Range of Inputs • Calculate the likely range of each input in order to assess how much to vary it to reflect the limits of standard operation. • Calculated as: • Mean ± 1.96 x Standard Deviation • Represents the points between which 95% of the distribution lie.
Fixed Range • To illustrate the sensitivity of the equation each input has also been varied by a fixed amount • These were set at the mean plus and minus 10%. • Represents the reaction of the equation to a fixed shift in inputs.

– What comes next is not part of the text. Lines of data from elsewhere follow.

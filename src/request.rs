//! Replayable description of one API call.
//!
//! A [`RequestDescriptor`] is plain data: the recovery controller resends the
//! very same value after a handshake, so nothing here may depend on session
//! state.

use std::fmt;

use serde::{Deserialize, Serialize};
use serde_json::Value;

use crate::errors::Error;

#[derive(Debug, Clone, Copy, PartialEq, Eq, Serialize, Deserialize)]
#[serde(rename_all = "UPPERCASE")]
pub enum HttpMethod {
    Get,
    Post,
    Put,
    Patch,
    Delete,
}

impl HttpMethod {
    /// GET and DELETE carry their payload as query parameters.
    pub fn uses_query(self) -> bool {
        matches!(self, HttpMethod::Get | HttpMethod::Delete)
    }

    pub fn as_str(self) -> &'static str {
        match self {
            HttpMethod::Get => "GET",
            HttpMethod::Post => "POST",
            HttpMethod::Put => "PUT",
            HttpMethod::Patch => "PATCH",
            HttpMethod::Delete => "DELETE",
        }
    }
}

impl fmt::Display for HttpMethod {
    fn fmt(&self, f: &mut fmt::Formatter<'_>) -> fmt::Result {
        f.write_str(self.as_str())
    }
}

impl From<HttpMethod> for reqwest::Method {
    fn from(method: HttpMethod) -> Self {
        match method {
            HttpMethod::Get => reqwest::Method::GET,
            HttpMethod::Post => reqwest::Method::POST,
            HttpMethod::Put => reqwest::Method::PUT,
            HttpMethod::Patch => reqwest::Method::PATCH,
            HttpMethod::Delete => reqwest::Method::DELETE,
        }
    }
}

#[derive(Debug, Clone, PartialEq, Serialize, Deserialize)]
pub struct RequestDescriptor {
    pub method: HttpMethod,
    pub path: String,
    #[serde(default, skip_serializing_if = "Option::is_none")]
    pub payload: Option<Value>,
    #[serde(default, skip_serializing_if = "Vec::is_empty")]
    pub headers: Vec<(String, String)>,
}

impl RequestDescriptor {
    pub fn new(method: HttpMethod, path: impl Into<String>) -> Self {
        Self {
            method,
            path: path.into(),
            payload: None,
            headers: Vec::new(),
        }
    }

    pub fn get(path: impl Into<String>) -> Self {
        Self::new(HttpMethod::Get, path)
    }

    pub fn post(path: impl Into<String>) -> Self {
        Self::new(HttpMethod::Post, path)
    }

    pub fn put(path: impl Into<String>) -> Self {
        Self::new(HttpMethod::Put, path)
    }

    pub fn patch(path: impl Into<String>) -> Self {
        Self::new(HttpMethod::Patch, path)
    }

    pub fn delete(path: impl Into<String>) -> Self {
        Self::new(HttpMethod::Delete, path)
    }

    /// Attaches a payload, serialized up front so the descriptor stays replayable.
    pub fn with_payload<P: Serialize + ?Sized>(mut self, payload: &P) -> Result<Self, Error> {
        self.payload = Some(serde_json::to_value(payload)?);
        Ok(self)
    }

    pub fn with_header(mut self, name: impl Into<String>, value: impl Into<String>) -> Self {
        self.headers.push((name.into(), value.into()));
        self
    }

    /// Query string for query-bearing methods, without the leading `?`.
    pub(crate) fn query_string(&self) -> Result<Option<String>, Error> {
        match &self.payload {
            Some(payload) if self.method.uses_query() => encode_query(payload),
            _ => Ok(None),
        }
    }

    /// JSON body for body-bearing methods. A missing payload is sent as `null`.
    pub(crate) fn json_body(&self) -> Result<Option<Vec<u8>>, Error> {
        if self.method.uses_query() {
            return Ok(None);
        }
        let value = self.payload.as_ref().unwrap_or(&Value::Null);
        Ok(Some(serde_json::to_vec(value)?))
    }
}

fn encode_query(payload: &Value) -> Result<Option<String>, Error> {
    let map = match payload {
        Value::Null => return Ok(None),
        Value::Object(map) => map,
        other => {
            return Err(Error::Serialization(format!(
                "query payload must be an object, got {}",
                json_type(other)
            )));
        }
    };
    let mut pairs = Vec::with_capacity(map.len());
    for (key, value) in map {
        let encoded_key = urlencoding::encode(key);
        let values = match value {
            Value::Array(items) => items.iter().collect::<Vec<_>>(),
            other => vec![other],
        };
        for value in values {
            if let Some(scalar) = query_scalar(key, value)? {
                pairs.push(format!("{}={}", encoded_key, urlencoding::encode(&scalar)));
            }
        }
    }
    if pairs.is_empty() {
        Ok(None)
    } else {
        Ok(Some(pairs.join("&")))
    }
}

fn query_scalar(key: &str, value: &Value) -> Result<Option<String>, Error> {
    match value {
        Value::Null => Ok(None),
        Value::String(s) => Ok(Some(s.clone())),
        Value::Bool(b) => Ok(Some(b.to_string())),
        Value::Number(n) => Ok(Some(n.to_string())),
        other => Err(Error::Serialization(format!(
            "query parameter '{key}' cannot be {}",
            json_type(other)
        ))),
    }
}

fn json_type(value: &Value) -> &'static str {
    match value {
        Value::Null => "null",
        Value::Bool(_) => "a boolean",
        Value::Number(_) => "a number",
        Value::String(_) => "a string",
        Value::Array(_) => "an array",
        Value::Object(_) => "an object",
    }
}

Summary of analysis • Sensitivity analysis was carried out, • For each site and quarter • First calculating the energy consumption under mean conditions for that quarter. • Each variable adjusted to its full set of limits • Low and high 95% distribution points, • Low and high 10% absolute points • Record the change in energy consumption. • Calculations were carried out twice for each site/quarter, • With correlations taken into account since operationally a change in one variable is related to changes in others. • With correlations ignored. • This creates a set of four different conditions
Results Sets • Vary inputs to 95% distribution points with correlations off • Vary inputs to 95% distribution points with correlations on • Vary inputs to 10% absolute points with correlations off • Vary inputs to 10% absolute points with correlations on
95% distribution points Correlations off • Low is the % reduction in energy consumption from the calculated average consumption • High is the % increase in energy consumption from the calculated average consumption • Range is the magnitude of the change in energy consumption • Scaled rating is the relative strength of each parameter compared to the one with the biggest impact
95% distribution points Correlations off Correlations on
10% absolute points Correlations off Correlations on
OUG Indicative Impact 10% distribution points Correlations off
OUG Indicative Impact 10% distribution points Correlations off
Conclusions • F1 does not impact OUG%. • T1 has minimal impact. • P1 and P5 are associated with the operation of the network. • These are unlikely to change significantly, e.g. an outlet pressure is unlikely to change unless a main is up-rated. • GT – any change would have an impact. • Given climate change, this is most likely to be upwards and therefore a reduction in OUG% is the most likely result. • E – Has a direct % impact on OUG%. Currently assumed at 50%, earlier reports set this between 53-69%.